Thursday, April 24, 2014

Garfield County Economic Update

Garfield County’s economy continued to limp along in the final quarter of 2013. The county did generate its first year-to-year employment gain in nine months. However, the 0.3-percent, five-job increase between December 2012 and December 2013 hardly seems anything to write home about. The labor market will need to generate stronger employment additions before it can be pronounced economically fit. Possibly, December figures mark the first step towards improved economic health.


Despite the county’s overall weak economic showing, healthcare/social services and the county’s largest industry—leisure/hospitality services—created roughly 20 jobs each. Unfortunately, mostly minor losses in other industries (construction, manufacturing, trade and federal/local government) combined to nearly offset the gains in leisure/hospitality and healthcare/social services.

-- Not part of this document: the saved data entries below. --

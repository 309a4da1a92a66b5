use crate::metrics::counters;
use crate::protocol::{self, Inbound, Outbound, PeerInfo};
use crate::registry::{BroadcastTarget, Registry};
use serde_json::{Map, Value};
use std::time::Instant;
use tokio::sync::mpsc;
use tokio::sync::mpsc::error::TrySendError;
use tracing::{debug, info, warn};

/// Room binding established by a join.
#[derive(Debug)]
struct Binding {
    room: String,
    peer_id: String,
    joined_at: Instant,
}

/// Protocol state for one connection.
///
/// A session starts unbound, becomes bound to exactly one room by a join,
/// and releases the binding once when the connection goes away. Directed
/// messages resolve against the bound room only.
#[derive(Debug)]
pub struct Session {
    tx: mpsc::Sender<String>,
    binding: Option<Binding>,
}

impl Session {
    /// Fresh, unbound session delivering through the given queue.
    #[must_use]
    pub fn new(tx: mpsc::Sender<String>) -> Self {
        Self { tx, binding: None }
    }

    /// Peer id this session is bound to, once joined.
    #[must_use]
    pub fn peer_id(&self) -> Option<&str> {
        self.binding.as_ref().map(|b| b.peer_id.as_str())
    }

    /// Dispatch one inbound text frame against the registry.
    ///
    /// Malformed and unrecognized frames are logged and dropped; nothing
    /// here closes the connection.
    pub fn handle_frame(&mut self, registry: &Registry, text: &str) {
        match protocol::parse_inbound(text) {
            Ok(Inbound::Join { room, id, name }) => self.handle_join(registry, room, &id, &name),
            Ok(Inbound::Directed { target_id, payload }) => {
                self.handle_directed(registry, &target_id, payload);
            }
            Ok(Inbound::Unknown) => {
                debug!("ignoring frame with no recognized shape");
            }
            Err(e) => {
                counters::messages_dropped_total("malformed");
                warn!(error = %e, "ignoring malformed frame");
            }
        }
    }

    fn handle_join(&mut self, registry: &Registry, room: String, id: &str, name: &str) {
        // a join on an already-bound session releases the old binding
        // first, so a peer id never sits in two rooms at once
        self.finish(registry);

        let (joined_at, targets, peers) = registry.join(&room, id, name, self.tx.clone());
        counters::joins_total();
        info!(room = %room, peer = %id, name = %name, "peer joined");
        self.binding = Some(Binding {
            room: room.clone(),
            peer_id: id.to_owned(),
            joined_at,
        });
        broadcast_peer_list(registry, &room, targets, peers);
    }

    fn handle_directed(
        &self,
        registry: &Registry,
        target_id: &str,
        payload: Map<String, Value>,
    ) {
        let Some(binding) = &self.binding else {
            counters::messages_dropped_total("not_joined");
            debug!(target = %target_id, "directed frame before join, dropping");
            return;
        };

        let Some(handle) = registry.lookup(&binding.room, target_id) else {
            counters::messages_dropped_total("unknown_target");
            debug!(room = %binding.room, target = %target_id, "target not found, dropping");
            return;
        };

        let stamped = protocol::stamp_sender(payload, &binding.peer_id);
        match handle.tx.try_send(stamped) {
            Ok(()) => counters::messages_relayed_total(),
            Err(TrySendError::Full(_)) => {
                counters::messages_dropped_total("overflow");
                warn!(room = %binding.room, peer = %target_id, "peer queue full, evicting");
                if let Some((targets, peers)) =
                    registry.leave(&binding.room, target_id, handle.joined_at)
                {
                    broadcast_peer_list(registry, &binding.room, targets, peers);
                }
            }
            Err(TrySendError::Closed(_)) => {
                counters::messages_dropped_total("closed");
                debug!(room = %binding.room, target = %target_id, "target queue closed, dropping");
                if let Some((targets, peers)) =
                    registry.leave(&binding.room, target_id, handle.joined_at)
                {
                    broadcast_peer_list(registry, &binding.room, targets, peers);
                }
            }
        }
    }

    /// Release this session's room binding: leave plus broadcast, at most
    /// once per connection.
    ///
    /// Both the error path and the close path of a connection converge
    /// here; the binding is taken on first call, so a second invocation
    /// is a no-op and the room's peer count drops by exactly one.
    pub fn finish(&mut self, registry: &Registry) {
        if let Some(binding) = self.binding.take() {
            info!(room = %binding.room, peer = %binding.peer_id, "peer left");
            if let Some((targets, peers)) =
                registry.leave(&binding.room, &binding.peer_id, binding.joined_at)
            {
                broadcast_peer_list(registry, &binding.room, targets, peers);
            }
        }
    }
}

/// Fan a `peer_list` snapshot out to every open connection in a room.
///
/// The payload is serialized once and enqueued without blocking, so one
/// slow peer cannot stall delivery to the others. A full queue evicts
/// that peer from the room; the shrunken room is then re-snapshotted and
/// the fan-out runs again, so every pass either completes cleanly or
/// strictly reduces the room.
pub fn broadcast_peer_list(
    registry: &Registry,
    room: &str,
    mut targets: Vec<BroadcastTarget>,
    mut peers: Vec<PeerInfo>,
) {
    loop {
        if targets.is_empty() {
            return;
        }
        let Ok(payload) = serde_json::to_string(&Outbound::PeerList { peers: &peers }) else {
            warn!(room = %room, "failed to serialize peer list");
            return;
        };

        let mut resnapshot = None;
        for target in &targets {
            match target.tx.try_send(payload.clone()) {
                Ok(()) => {}
                Err(TrySendError::Full(_)) => {
                    counters::messages_dropped_total("overflow");
                    warn!(room = %room, peer = %target.peer_id, "peer queue full, evicting");
                    if let Some(snap) = registry.leave(room, &target.peer_id, target.joined_at) {
                        resnapshot = Some(snap);
                    }
                }
                Err(TrySendError::Closed(_)) => {
                    counters::messages_dropped_total("closed");
                    if let Some(snap) = registry.leave(room, &target.peer_id, target.joined_at) {
                        resnapshot = Some(snap);
                    }
                }
            }
        }
        counters::peer_list_broadcasts_total();

        match resnapshot {
            Some((next_targets, next_peers)) => {
                targets = next_targets;
                peers = next_peers;
            }
            None => return,
        }
    }
}
use crate::metrics::gauges;
use crate::protocol::PeerInfo;
use dashmap::DashMap;
use std::collections::HashMap;
use std::time::Instant;
use tokio::sync::mpsc;

/// Handle held in the registry — used to deliver serialized messages to a
/// connection's outbound queue.
#[derive(Clone, Debug)]
pub struct PeerHandle {
    /// Bounded channel into the connection task's delivery loop.
    pub tx: mpsc::Sender<String>,
    /// Display name supplied at join time.
    pub name: String,
    /// Instant this peer's join was applied. Removal is guarded on this
    /// token so a stale session cannot evict a later join's entry.
    pub joined_at: Instant,
}

/// One fan-out target captured in a room snapshot.
#[derive(Clone, Debug)]
pub struct BroadcastTarget {
    /// Peer id of the target within the room.
    pub peer_id: String,
    /// Join token, needed to evict the target if its queue overflows.
    pub joined_at: Instant,
    /// The target's outbound queue.
    pub tx: mpsc::Sender<String>,
}

/// Concurrent room → peer-id → handle table.
///
/// Room entries lock individually, so each join/leave composes its
/// create/insert/remove/snapshot steps atomically with respect to other
/// operations on the same room. Snapshots are returned out of the locked
/// section so callers send without holding any lock.
#[derive(Debug, Default)]
pub struct Registry {
    rooms: DashMap<String, HashMap<String, PeerHandle>>,
}

fn snapshot(room: &HashMap<String, PeerHandle>) -> (Vec<BroadcastTarget>, Vec<PeerInfo>) {
    let mut targets = Vec::with_capacity(room.len());
    let mut peers = Vec::with_capacity(room.len());
    for (id, handle) in room {
        targets.push(BroadcastTarget {
            peer_id: id.clone(),
            joined_at: handle.joined_at,
            tx: handle.tx.clone(),
        });
        peers.push(PeerInfo {
            id: id.clone(),
            name: handle.name.clone(),
        });
    }
    (targets, peers)
}

impl Registry {
    /// Create an empty registry.
    #[must_use]
    pub fn new() -> Self {
        Self {
            rooms: DashMap::new(),
        }
    }

    /// Insert or overwrite a peer in a room, creating the room if absent.
    ///
    /// No uniqueness enforcement beyond overwrite-on-collision: a join
    /// with an in-use peer id silently replaces the previous handle, and
    /// the replaced connection stops receiving room traffic. Returns the
    /// join token plus a snapshot taken under the room lock, for the
    /// caller to broadcast after the lock is released.
    pub fn join(
        &self,
        room: &str,
        peer_id: &str,
        name: &str,
        tx: mpsc::Sender<String>,
    ) -> (Instant, Vec<BroadcastTarget>, Vec<PeerInfo>) {
        let joined_at = Instant::now();
        let mut entry = self.rooms.entry(room.to_owned()).or_insert_with(|| {
            gauges::inc_rooms_active();
            HashMap::new()
        });
        let previous = entry.insert(
            peer_id.to_owned(),
            PeerHandle {
                tx,
                name: name.to_owned(),
                joined_at,
            },
        );
        if previous.is_none() {
            gauges::inc_peers_active();
        }
        let (targets, peers) = snapshot(&entry);
        (joined_at, targets, peers)
    }

    /// Remove a peer if its join token matches, deleting the room if it
    /// is left empty.
    ///
    /// Returns the post-removal snapshot for broadcast, or `None` when
    /// nothing was removed — an unknown room or peer, or a token from a
    /// session whose entry was already replaced. Idempotent by design.
    pub fn leave(
        &self,
        room: &str,
        peer_id: &str,
        joined_at: Instant,
    ) -> Option<(Vec<BroadcastTarget>, Vec<PeerInfo>)> {
        let mut removed = None;
        let mut now_empty = false;
        if let Some(mut entry) = self.rooms.get_mut(room) {
            if entry
                .get(peer_id)
                .is_some_and(|handle| handle.joined_at == joined_at)
            {
                entry.remove(peer_id);
                now_empty = entry.is_empty();
                removed = Some(snapshot(&entry));
            }
        }
        if removed.is_some() {
            gauges::dec_peers_active();
        }
        // the room lock is released above; re-check emptiness on delete so
        // a join that raced in between is not wiped out
        if now_empty && self.rooms.remove_if(room, |_, peers| peers.is_empty()).is_some() {
            gauges::dec_rooms_active();
        }
        removed
    }

    /// Look up the live handle for a peer in a room.
    #[must_use]
    pub fn lookup(&self, room: &str, peer_id: &str) -> Option<PeerHandle> {
        self.rooms
            .get(room)
            .and_then(|peers| peers.get(peer_id).cloned())
    }

    /// Unordered snapshot of a room's membership.
    #[must_use]
    pub fn list_peers(&self, room: &str) -> Vec<PeerInfo> {
        self.rooms.get(room).map_or_else(Vec::new, |peers| {
            peers
                .iter()
                .map(|(id, handle)| PeerInfo {
                    id: id.clone(),
                    name: handle.name.clone(),
                })
                .collect()
        })
    }

    /// Number of rooms with at least one peer.
    #[must_use]
    pub fn room_count(&self) -> usize {
        self.rooms.len()
    }

    /// Number of peers currently in a room.
    #[must_use]
    pub fn peer_count(&self, room: &str) -> usize {
        self.rooms.get(room).map_or(0, |peers| peers.len())
    }
}

#[cfg(test)]
mod tests {
    use super::*;

    fn make_tx() -> (mpsc::Sender<String>, mpsc::Receiver<String>) {
        mpsc::channel(8)
    }

    #[test]
    fn join_then_lookup_returns_handle() {
        let registry = Registry::new();
        let (tx, _rx) = make_tx();

        let (_, targets, peers) = registry.join("r1", "alice", "Alice", tx);
        assert_eq!(targets.len(), 1);
        assert_eq!(peers, vec![PeerInfo { id: "alice".into(), name: "Alice".into() }]);

        let handle = registry.lookup("r1", "alice").unwrap();
        assert_eq!(handle.name, "Alice");
    }

    #[test]
    fn lookup_missing_peer_returns_none() {
        let registry = Registry::new();
        assert!(registry.lookup("r1", "alice").is_none());

        let (tx, _rx) = make_tx();
        let _ = registry.join("r1", "alice", "Alice", tx);
        assert!(registry.lookup("r1", "bob").is_none());
        assert!(registry.lookup("r2", "alice").is_none());
    }

    #[test]
    fn join_same_id_overwrites() {
        let registry = Registry::new();
        let (tx1, _rx1) = make_tx();
        let (tx2, _rx2) = make_tx();

        let _ = registry.join("r1", "alice", "Alice", tx1);
        let _ = registry.join("r1", "alice", "Alice II", tx2);

        assert_eq!(registry.peer_count("r1"), 1);
        assert_eq!(registry.lookup("r1", "alice").unwrap().name, "Alice II");
    }

    #[test]
    fn leave_with_matching_token_removes_and_deletes_empty_room() {
        let registry = Registry::new();
        let (tx, _rx) = make_tx();

        let (joined_at, _, _) = registry.join("r1", "alice", "Alice", tx);
        assert_eq!(registry.room_count(), 1);

        let (targets, peers) = registry.leave("r1", "alice", joined_at).unwrap();
        assert!(targets.is_empty());
        assert!(peers.is_empty());
        assert_eq!(registry.room_count(), 0);
    }

    #[test]
    fn leave_with_stale_token_keeps_successor() {
        let registry = Registry::new();
        let (tx1, _rx1) = make_tx();
        let (tx2, _rx2) = make_tx();

        let (old_token, _, _) = registry.join("r1", "alice", "Alice", tx1);
        // same id re-joins; the old session's token must no longer remove
        std::thread::sleep(std::time::Duration::from_millis(1));
        let _ = registry.join("r1", "alice", "Alice II", tx2);

        assert!(registry.leave("r1", "alice", old_token).is_none());
        assert_eq!(registry.peer_count("r1"), 1);
        assert_eq!(registry.lookup("r1", "alice").unwrap().name, "Alice II");
    }

    #[test]
    fn leave_unknown_room_or_peer_is_noop() {
        let registry = Registry::new();
        assert!(registry.leave("ghost", "alice", Instant::now()).is_none());

        let (tx, _rx) = make_tx();
        let _ = registry.join("r1", "alice", "Alice", tx);
        assert!(registry.leave("r1", "bob", Instant::now()).is_none());
        assert_eq!(registry.peer_count("r1"), 1);
    }

    #[test]
    fn leave_returns_remaining_members() {
        let registry = Registry::new();
        let (tx_a, _rx_a) = make_tx();
        let (tx_b, _rx_b) = make_tx();

        let (token_a, _, _) = registry.join("r1", "alice", "Alice", tx_a);
        let _ = registry.join("r1", "bob", "Bob", tx_b);

        let (targets, peers) = registry.leave("r1", "alice", token_a).unwrap();
        assert_eq!(targets.len(), 1);
        assert_eq!(targets[0].peer_id, "bob");
        assert_eq!(peers, vec![PeerInfo { id: "bob".into(), name: "Bob".into() }]);
        assert_eq!(registry.room_count(), 1);
    }

    #[test]
    fn same_peer_id_isolated_across_rooms() {
        let registry = Registry::new();
        let (tx1, _rx1) = make_tx();
        let (tx2, _rx2) = make_tx();

        let (token_r1, _, _) = registry.join("r1", "x", "in r1", tx1);
        let _ = registry.join("r2", "x", "in r2", tx2);

        assert_eq!(registry.lookup("r1", "x").unwrap().name, "in r1");
        assert_eq!(registry.lookup("r2", "x").unwrap().name, "in r2");

        let _ = registry.leave("r1", "x", token_r1);
        assert!(registry.lookup("r1", "x").is_none());
        assert_eq!(registry.lookup("r2", "x").unwrap().name, "in r2");
    }

    #[test]
    fn join_snapshot_contains_whole_room() {
        let registry = Registry::new();
        let (tx_a, _rx_a) = make_tx();
        let (tx_b, _rx_b) = make_tx();

        let _ = registry.join("r1", "alice", "Alice", tx_a);
        let (_, targets, mut peers) = registry.join("r1", "bob", "Bob", tx_b);

        assert_eq!(targets.len(), 2);
        peers.sort_by(|a, b| a.id.cmp(&b.id));
        assert_eq!(peers[0].id, "alice");
        assert_eq!(peers[1].id, "bob");
    }

    #[test]
    fn list_peers_matches_membership() {
        let registry = Registry::new();
        assert!(registry.list_peers("r1").is_empty());

        let (tx_a, _rx_a) = make_tx();
        let (tx_b, _rx_b) = make_tx();
        let _ = registry.join("r1", "alice", "Alice", tx_a);
        let _ = registry.join("r1", "bob", "Bob", tx_b);

        let mut peers = registry.list_peers("r1");
        peers.sort_by(|a, b| a.id.cmp(&b.id));
        assert_eq!(peers.len(), 2);
        assert_eq!(peers[0].name, "Alice");
        assert_eq!(peers[1].name, "Bob");
    }
}
use crate::error::RelayError;
use crate::metrics::{counters, gauges, histograms};
use crate::router::Session;
use crate::server::ServerState;
use futures_util::stream::{SplitSink, SplitStream};
use futures_util::{SinkExt, StreamExt};
use std::net::SocketAddr;
use std::sync::atomic::Ordering;
use std::sync::Arc;
use std::time::Instant;
use tokio::net::TcpStream;
use tokio::sync::mpsc;
use tokio_tungstenite::tungstenite::protocol::WebSocketConfig;
use tokio_tungstenite::tungstenite::Message;
use tokio_tungstenite::WebSocketStream;

type WsSink = SplitSink<WebSocketStream<TcpStream>, Message>;
type WsRecv = SplitStream<WebSocketStream<TcpStream>>;

/// Decrements the active-connection count when a connection task ends,
/// whichever way it ends.
struct ConnGuard {
    state: Arc<ServerState>,
}

impl Drop for ConnGuard {
    fn drop(&mut self) {
        self.state.active_connections.fetch_sub(1, Ordering::Relaxed);
        gauges::dec_connections_active();
    }
}

/// Upgrade an accepted TCP stream to WebSocket and serve it until it
/// closes or errors. The caller has already counted this connection; the
/// guard uncounts it on any exit path.
pub async fn handle_connection(
    stream: TcpStream,
    peer_addr: SocketAddr,
    state: Arc<ServerState>,
) -> Result<(), RelayError> {
    let _guard = ConnGuard {
        state: Arc::clone(&state),
    };

    let ws_config = WebSocketConfig {
        max_message_size: Some(state.config.max_payload),
        max_frame_size: Some(state.config.max_payload),
        ..WebSocketConfig::default()
    };
    let ws_stream =
        tokio_tungstenite::accept_async_with_config(stream, Some(ws_config)).await?;

    let (mut ws_tx, mut ws_rx) = ws_stream.split();
    let (deliver_tx, mut deliver_rx) = mpsc::channel::<String>(state.config.send_queue_depth);
    let mut session = Session::new(deliver_tx);

    let result =
        run_message_loop(&mut ws_tx, &mut ws_rx, &mut deliver_rx, &state, &mut session).await;

    // graceful close and transport error both land here; the session
    // makes the leave-plus-broadcast single-shot
    if let Err(e) = &result {
        match session.peer_id() {
            Some(peer) => tracing::debug!(peer = %peer, error = %e, "connection error"),
            None => tracing::debug!(addr = %peer_addr, error = %e, "connection error"),
        }
    }
    session.finish(&state.registry);

    result
}

async fn run_message_loop(
    ws_tx: &mut WsSink,
    ws_rx: &mut WsRecv,
    deliver_rx: &mut mpsc::Receiver<String>,
    state: &ServerState,
    session: &mut Session,
) -> Result<(), RelayError> {
    loop {
        tokio::select! {
            msg = ws_rx.next() => {
                match msg {
                    Some(Ok(Message::Text(text))) => {
                        dispatch(session, state, &text);
                    }
                    Some(Ok(Message::Binary(data))) => {
                        // the protocol is UTF-8 JSON; tolerate binary
                        // frames that decode, ignore the rest
                        match std::str::from_utf8(&data) {
                            Ok(text) => dispatch(session, state, text),
                            Err(_) => {
                                counters::messages_dropped_total("malformed");
                                tracing::warn!("ignoring non-UTF-8 binary frame");
                            }
                        }
                    }
                    Some(Ok(Message::Ping(data))) => {
                        if let Err(e) = ws_tx.send(Message::Pong(data)).await {
                            tracing::debug!("failed to send pong: {}", e);
                        }
                    }
                    Some(Ok(Message::Close(_))) | None => return Ok(()),
                    Some(Err(e)) => return Err(RelayError::WebSocket(e)),
                    _ => {}
                }
            }
            Some(payload) = deliver_rx.recv() => {
                ws_tx.send(Message::Text(payload)).await.map_err(RelayError::WebSocket)?;
            }
        }
    }
}

fn dispatch(session: &mut Session, state: &ServerState, text: &str) {
    let start = Instant::now();
    session.handle_frame(&state.registry, text);
    histograms::dispatch_latency_seconds(start.elapsed().as_secs_f64());
}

Garfield County’s less-than-vigorous expansion in the jobs arena explains its virtually stagnant jobless rate. The unemployment rates for both March 2012 and March 2013 measured 9.2 percent. As usual, Garfield County’s very seasonal economy results in one of the highest jobless rates in the state. The county’s immobile seasonally adjusted unemployment rate echoes the numbers of initial claims for unemployment insurance which have settled back into a very seasonal (but not cyclical) pattern.

Recently released population estimates from the U.S. Census Bureau show Garfield County with a declining population base. Job losses of the past several years seemed to have spurred workers to leave the county. Garfield County’s 2013 population estimate of 5,083 reflects net out-migration of more than 200 individuals over the past three years.

Gross taxable sales rounded out the county’s lackluster economic indicators. Between the fourth quarters of 2012 and 2013, sales dropped by roughly 6 percent.